The CuRe Alliance applies the transdisciplinary SCOOP approach to the question how to improve the resilience of Sustainability Transition Initiatives. These are coordinated multi-stakeholder activities facilitating transformations to more sustainable forms of organizing processes of production, distribution, and consumption. There is no shortage of such Sustainability Transition Initiatives. Any policy domain – be it food, energy, work, care, urban development, cultural heritage or any other – counts thousands of them. But many find their progress disappointing. A frequent reason for their failure or ineffectiveness in the middle or long run are cooperation failures inside or between stakeholder organizations and with external parties. To avert such breakdowns, fostering a culture of collaborative resilience is essential. This is an institutional environment that strengthens the ability of participating parties to continue fruitful cooperation despite unforeseen internal and external disruptions. The CuRe Alliance has unique expertise to diagnose potential threats to collaborative resilience and provide evidence-based insights on how to strengthen it. Its transdisciplinary and policy domain transcending knowledge base is a unique asset in this regard.

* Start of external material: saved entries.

//! PostgreSQL column support via sqlx.
//!
//! Identifiers are written as `TEXT`; one whose prefix is not UTF-8 cannot
//! be written. Reading accepts text-like columns (parsed leniently) and
//! `BYTEA` (18 raw bytes); SQL `NULL` reads as [`Pulid::NIL`]. Other column
//! types fail with `UnrecognizedScanInput`.

use std::borrow::Cow;

use sqlx::encode::IsNull;
use sqlx::error::BoxDynError;
use sqlx::postgres::{PgArgumentBuffer, PgHasArrayType, PgTypeInfo, PgValueRef, Postgres};
use sqlx::{Decode, Encode, Type, TypeInfo, ValueRef};
use tracing::debug;

use crate::{Pulid, PulidError, ScanValue};

impl Type<Postgres> for Pulid {
    fn type_info() -> PgTypeInfo {
        <String as Type<Postgres>>::type_info()
    }

    fn compatible(ty: &PgTypeInfo) -> bool {
        <String as Type<Postgres>>::compatible(ty) || <Vec<u8> as Type<Postgres>>::compatible(ty)
    }
}

impl PgHasArrayType for Pulid {
    fn array_type_info() -> PgTypeInfo {
        <String as PgHasArrayType>::array_type_info()
    }
}

impl Encode<'_, Postgres> for Pulid {
    fn encode_by_ref(&self, buf: &mut PgArgumentBuffer) -> Result<IsNull, BoxDynError> {
        match self.value() {
            ScanValue::Text(text) => <&str as Encode<'_, Postgres>>::encode_by_ref(&&*text, buf),
            _ => Err(format!("{self:?} has a non-UTF-8 prefix and no text form").into()),
        }
    }
}

impl<'r> Decode<'r, Postgres> for Pulid {
    fn decode(value: PgValueRef<'r>) -> Result<Self, BoxDynError> {
        if value.is_null() {
            return Ok(Pulid::NIL);
        }

        let (is_bytes, is_text) = {
            let ty = value.type_info();
            (
                <Vec<u8> as Type<Postgres>>::compatible(&ty),
                <String as Type<Postgres>>::compatible(&ty),
            )
        };

        let src = if is_bytes {
            ScanValue::Bytes(Cow::Borrowed(<&[u8] as Decode<'r, Postgres>>::decode(value)?))
        } else if is_text {
            ScanValue::Text(Cow::Borrowed(<&str as Decode<'r, Postgres>>::decode(value)?))
        } else {
            let type_name = value.type_info().name().to_string();
            debug!(%type_name, "rejecting column type for pulid");
            return Err(Box::new(PulidError::UnrecognizedScanInput {
                kind: "column type",
            }));
        };

        Ok(Pulid::from_scan(src)?)
    }
}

The CuRe Alliance aims to connect scholars and students working on problems of resilience and cooperation to local, national and international organizations as well as policymakers and practitioners. Whereas the challenges addressed by the CuRe Alliance are global in scope, CuRe uses Italy and in particular the Roman Metropolitan Area (RMA) as one of its living labs. Among European countries, the RMA hosts one of the most diverse environments of local, national and international organizations and initiatives – be they public, semi-public, non-governmental or private – geared towards fostering sustainability transitions. Building on and enriching this unique local organizational ecosystem, the CuRe Alliance provides a cross-policy domain networking platform by, among others, organizing scientific workshops, public debates and training events, including student internships, and by actively engaging with and disseminating insights to a broader public.

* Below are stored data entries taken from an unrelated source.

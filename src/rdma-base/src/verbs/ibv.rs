use std::io;
use std::mem::{self, ManuallyDrop, MaybeUninit};
use std::ptr;

use super::ffi;
use super::rdmacm::CmId;
use crate::types::{
    AccessFlags, MemoryKeys, SendFlags, SendRequest, Sge, WcFlags, WcOpcode, WcStatus,
    WorkCompletion,
};

static_assertions::const_assert_eq!(
    AccessFlags::LOCAL_WRITE.bits(),
    ffi::ibv_access_flags::IBV_ACCESS_LOCAL_WRITE.0
);
static_assertions::const_assert_eq!(
    AccessFlags::REMOTE_WRITE.bits(),
    ffi::ibv_access_flags::IBV_ACCESS_REMOTE_WRITE.0
);
static_assertions::const_assert_eq!(
    AccessFlags::REMOTE_READ.bits(),
    ffi::ibv_access_flags::IBV_ACCESS_REMOTE_READ.0
);
static_assertions::const_assert_eq!(
    SendFlags::SIGNALED.bits(),
    ffi::ibv_send_flags::IBV_SEND_SIGNALED.0
);
static_assertions::const_assert_eq!(WcFlags::GRH.bits(), ffi::ibv_wc_flags::IBV_WC_GRH.0);
static_assertions::const_assert_eq!(
    WcFlags::WITH_IMM.bits(),
    ffi::ibv_wc_flags::IBV_WC_WITH_IMM.0
);

#[inline]
fn nonnull<T>(p: *mut T) -> io::Result<*mut T> {
    if p.is_null() {
        Err(io::Error::last_os_error())
    } else {
        Ok(p)
    }
}

/// Verbs calls that return an errno instead of setting it.
#[inline]
fn check_errno(rc: i32) -> io::Result<()> {
    if rc != 0 {
        Err(io::Error::from_raw_os_error(rc))
    } else {
        Ok(())
    }
}

#[derive(Debug)]
pub struct ProtectionDomain {
    pub(crate) pd: *mut ffi::ibv_pd,
}

unsafe impl Send for ProtectionDomain {}
unsafe impl Sync for ProtectionDomain {}

impl Drop for ProtectionDomain {
    fn drop(&mut self) {
        let errno = unsafe { ffi::ibv_dealloc_pd(self.pd) };
        if errno != 0 {
            log::debug!(
                "failed to dealloc pd: {}",
                io::Error::from_raw_os_error(errno)
            );
        }
    }
}

impl ProtectionDomain {
    pub fn alloc(id: &CmId) -> io::Result<Self> {
        let pd = nonnull(unsafe { ffi::ibv_alloc_pd(id.verbs()?) })?;
        Ok(ProtectionDomain { pd })
    }

    pub fn dealloc(self) -> io::Result<()> {
        let this = ManuallyDrop::new(self);
        check_errno(unsafe { ffi::ibv_dealloc_pd(this.pd) })
    }
}

#[derive(Debug)]
pub struct CompChannel {
    pub(crate) channel: *mut ffi::ibv_comp_channel,
}

unsafe impl Send for CompChannel {}
unsafe impl Sync for CompChannel {}

impl Drop for CompChannel {
    fn drop(&mut self) {
        unsafe { ffi::ibv_destroy_comp_channel(self.channel) };
    }
}

impl CompChannel {
    pub fn create(id: &CmId) -> io::Result<Self> {
        let channel = nonnull(unsafe { ffi::ibv_create_comp_channel(id.verbs()?) })?;
        Ok(CompChannel { channel })
    }

    pub fn destroy(self) -> io::Result<()> {
        let this = ManuallyDrop::new(self);
        check_errno(unsafe { ffi::ibv_destroy_comp_channel(this.channel) })
    }
}

#[derive(Debug)]
pub struct CompletionQueue {
    pub(crate) cq: *mut ffi::ibv_cq,
}

unsafe impl Send for CompletionQueue {}
unsafe impl Sync for CompletionQueue {}

impl Drop for CompletionQueue {
    fn drop(&mut self) {
        let errno = unsafe { ffi::ibv_destroy_cq(self.cq) };
        if errno != 0 {
            log::debug!(
                "failed to destroy cq: {}",
                io::Error::from_raw_os_error(errno)
            );
        }
    }
}

impl CompletionQueue {
    pub fn create(id: &CmId, min_cq_entries: u32, channel: &CompChannel) -> io::Result<Self> {
        let cqe = i32::try_from(min_cq_entries)
            .map_err(|_| io::Error::from_raw_os_error(libc::EINVAL))?;
        let cq = nonnull(unsafe {
            ffi::ibv_create_cq(id.verbs()?, cqe, ptr::null_mut(), channel.channel, 0)
        })?;
        Ok(CompletionQueue { cq })
    }

    pub fn destroy(self) -> io::Result<()> {
        let this = ManuallyDrop::new(self);
        check_errno(unsafe { ffi::ibv_destroy_cq(this.cq) })
    }

    pub fn req_notify(&self, solicited_only: bool) -> io::Result<()> {
        check_errno(unsafe { ffi::rdma_base_req_notify_cq(self.cq, solicited_only as i32) })
    }

    /// Pops at most one work completion.
    pub fn poll(&self) -> io::Result<Option<WorkCompletion>> {
        let mut wc = MaybeUninit::<ffi::ibv_wc>::uninit();
        let n = unsafe { ffi::rdma_base_poll_cq(self.cq, 1, wc.as_mut_ptr()) };
        match n {
            0 => Ok(None),
            1 => Ok(Some(from_raw_wc(unsafe { &wc.assume_init() }))),
            _ => Err(io::Error::new(
                io::ErrorKind::Other,
                format!("ibv_poll_cq returned {}", n),
            )),
        }
    }
}

fn from_raw_wc(wc: &ffi::ibv_wc) -> WorkCompletion {
    use ffi::ibv_wc_opcode::*;
    use ffi::ibv_wc_status::*;
    let status = match wc.status {
        IBV_WC_SUCCESS => WcStatus::Success,
        IBV_WC_LOC_LEN_ERR => WcStatus::LocalLengthError,
        IBV_WC_LOC_PROT_ERR => WcStatus::LocalProtectionError,
        IBV_WC_WR_FLUSH_ERR => WcStatus::WrFlushError,
        IBV_WC_REM_ACCESS_ERR => WcStatus::RemoteAccessError,
        IBV_WC_REM_INV_REQ_ERR => WcStatus::RemoteInvalidRequest,
        IBV_WC_RETRY_EXC_ERR => WcStatus::RetryExceeded,
        IBV_WC_RNR_RETRY_EXC_ERR => WcStatus::RnrRetryExceeded,
        other => WcStatus::Other(other as u32),
    };
    let opcode = match wc.opcode {
        IBV_WC_SEND => WcOpcode::Send,
        IBV_WC_RECV => WcOpcode::Recv,
        IBV_WC_RECV_RDMA_WITH_IMM => WcOpcode::RecvRdmaWithImm,
        _ => WcOpcode::Invalid,
    };
    WorkCompletion {
        wr_id: wc.wr_id,
        status,
        opcode,
        vendor_err: wc.vendor_err,
        byte_len: wc.byte_len,
        imm_data: unsafe { wc.__bindgen_anon_1.imm_data },
        wc_flags: WcFlags::from_bits_truncate(wc.wc_flags),
        qp_num: wc.qp_num,
    }
}

#[derive(Debug)]
pub struct MemoryRegion {
    pub(crate) mr: *mut ffi::ibv_mr,
}

unsafe impl Send for MemoryRegion {}
unsafe impl Sync for MemoryRegion {}

impl Drop for MemoryRegion {
    fn drop(&mut self) {
        let errno = unsafe { ffi::ibv_dereg_mr(self.mr) };
        if errno != 0 {
            log::debug!(
                "failed to dereg mr: {}",
                io::Error::from_raw_os_error(errno)
            );
        }
    }
}

impl MemoryRegion {
    /// # Safety
    ///
    /// `[addr, addr + len)` must stay valid until the region is deregistered.
    pub unsafe fn register(
        pd: &ProtectionDomain,
        addr: *mut u8,
        len: usize,
        access: AccessFlags,
    ) -> io::Result<Self> {
        let mr = nonnull(ffi::ibv_reg_mr(pd.pd, addr.cast(), len as _, access.bits() as i32))?;
        Ok(MemoryRegion { mr })
    }

    pub fn keys(&self) -> MemoryKeys {
        assert!(!self.mr.is_null());
        let mr = unsafe { &*self.mr };
        MemoryKeys {
            addr: mr.addr as u64,
            length: mr.length as usize,
            lkey: mr.lkey,
            rkey: mr.rkey,
        }
    }

    pub fn deregister(self) -> io::Result<()> {
        let this = ManuallyDrop::new(self);
        check_errno(unsafe { ffi::ibv_dereg_mr(this.mr) })
    }
}

#[inline]
fn raw_sge(sge: &Sge) -> ffi::ibv_sge {
    ffi::ibv_sge {
        addr: sge.addr,
        length: sge.length,
        lkey: sge.lkey,
    }
}

/// # Safety
///
/// The memory `sge` describes must stay valid until the request completes.
pub unsafe fn post_recv(id: &CmId, wr_id: u64, sge: &Sge) -> io::Result<()> {
    let qp = id.qp()?;
    let mut sge = raw_sge(sge);
    let mut wr: ffi::ibv_recv_wr = mem::zeroed();
    wr.wr_id = wr_id;
    wr.next = ptr::null_mut();
    wr.sg_list = &mut sge;
    wr.num_sge = 1;
    let mut bad_wr = ptr::null_mut();
    check_errno(ffi::rdma_base_post_recv(qp, &mut wr, &mut bad_wr))
}

/// # Safety
///
/// The memory `req.sge` describes must stay valid until the request completes.
pub unsafe fn post_send(id: &CmId, req: &SendRequest) -> io::Result<()> {
    let qp = id.qp()?;
    let mut sge = raw_sge(&req.sge);
    let mut wr: ffi::ibv_send_wr = mem::zeroed();
    wr.wr_id = req.wr_id;
    wr.next = ptr::null_mut();
    wr.sg_list = &mut sge;
    wr.num_sge = 1;
    wr.send_flags = req.flags.bits();
    match req.imm {
        Some(imm) => {
            wr.opcode = ffi::ibv_wr_opcode::IBV_WR_SEND_WITH_IMM;
            wr.__bindgen_anon_1.imm_data = imm.to_be();
        }
        None => wr.opcode = ffi::ibv_wr_opcode::IBV_WR_SEND,
    }
    let mut bad_wr = ptr::null_mut();
    check_errno(ffi::rdma_base_post_send(qp, &mut wr, &mut bad_wr))
}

The CuRe Research Alliance was officially launched in July 2022 with the three-day Symposium Cultures of Resilience – Transdisciplinary Inquiries in Rome, co-funded by SCOOP and the KNIR. The symposium was attended by renown Italian and Dutch scholars from the fields of sociology, psychology, history, demographics, economics, cognitive sciences, policy studies and philosophy.

In addition to reaching out to interested organizational stakeholders in the region, planned future activities of the CuRe Alliance include the continuation of the CuRe Symposia, including stakeholder workshops, as well as training activities for (R)MA and PhD-students (masterclass, summer school, internships).


About Dr. Wittek

Dr. Rafael Wittek (PhD 1999) is Full Professor of Sociology and Chair of the Department of Sociology, University of Groningen. He is also the Scientific Director of the SCOOP-program. He held teaching appointments at Cornell University (U.S.A.), the Federal Institute of Technology (ETH) Zürich (Switzerland), the University of Erlangen-Nürnberg (Germany), and the Università della Svizzera Italiana (Lugano, Switzerland). His research interests are in the fields of cooperation science, economic and organizational sociology and social network research. His most recent book project was co-editing, together with Emmanuel Lazega and Tom Snijders, the volume Social Networks and Social Resilience, to appear in the Edward Elgar Research Agenda Series in November 2022.